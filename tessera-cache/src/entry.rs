//! Observable cache entries.

use std::sync::Arc;

use tokio::sync::watch;

/// Shared handle to a tracked cache entry.
///
/// The cache hands out the same handle for the same key for its whole
/// lifetime, so consumers may hold one across calls.
pub type EntryRef<K, V> = Arc<CacheEntry<K, V>>;

/// A mutable value slot with change-notification hooks.
///
/// `None` means the value is unset: either not yet confirmed by the backing
/// store, or known not to exist there. [`value`](CacheEntry::value) reads the
/// current state synchronously; [`watch`](CacheEntry::watch) subscribes to
/// every subsequent change, which is how UI bindings observe the entry.
#[derive(Debug)]
pub struct CacheEntry<K, V> {
    key: K,
    value: watch::Sender<Option<V>>,
}

impl<K, V: Clone> CacheEntry<K, V> {
    pub(crate) fn unset(key: K) -> EntryRef<K, V> {
        let (value, _rx) = watch::channel(None);
        Arc::new(Self { key, value })
    }

    pub fn key(&self) -> &K {
        &self.key
    }

    /// Current value, if any.
    pub fn value(&self) -> Option<V> {
        self.value.borrow().clone()
    }

    pub fn is_set(&self) -> bool {
        self.value.borrow().is_some()
    }

    /// Subscribe to value changes.
    pub fn watch(&self) -> watch::Receiver<Option<V>> {
        self.value.subscribe()
    }

    pub(crate) fn store(&self, value: Option<V>) {
        self.value.send_replace(value);
    }
}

◆ ◆ ◆ ◆ ◆ ◆ ◆

**DIRECTIONS**. Above this task is a listing. Restate, word for word and with nothing added, the lines from the one with "store, or known" through the one with "pub fn key(&self)".

**RESULT OF THE TASK**.
/// store, or known not to exist there. [`value`](CacheEntry::value) reads the
/// current state synchronously; [`watch`](CacheEntry::watch) subscribes to
/// every subsequent change, which is how UI bindings observe the entry.
#[derive(Debug)]
pub struct CacheEntry<K, V> {
    key: K,
    value: watch::Sender<Option<V>>,
}

impl<K, V: Clone> CacheEntry<K, V> {
    pub(crate) fn unset(key: K) -> EntryRef<K, V> {
        let (value, _rx) = watch::channel(None);
        Arc::new(Self { key, value })
    }

    pub fn key(&self) -> &K {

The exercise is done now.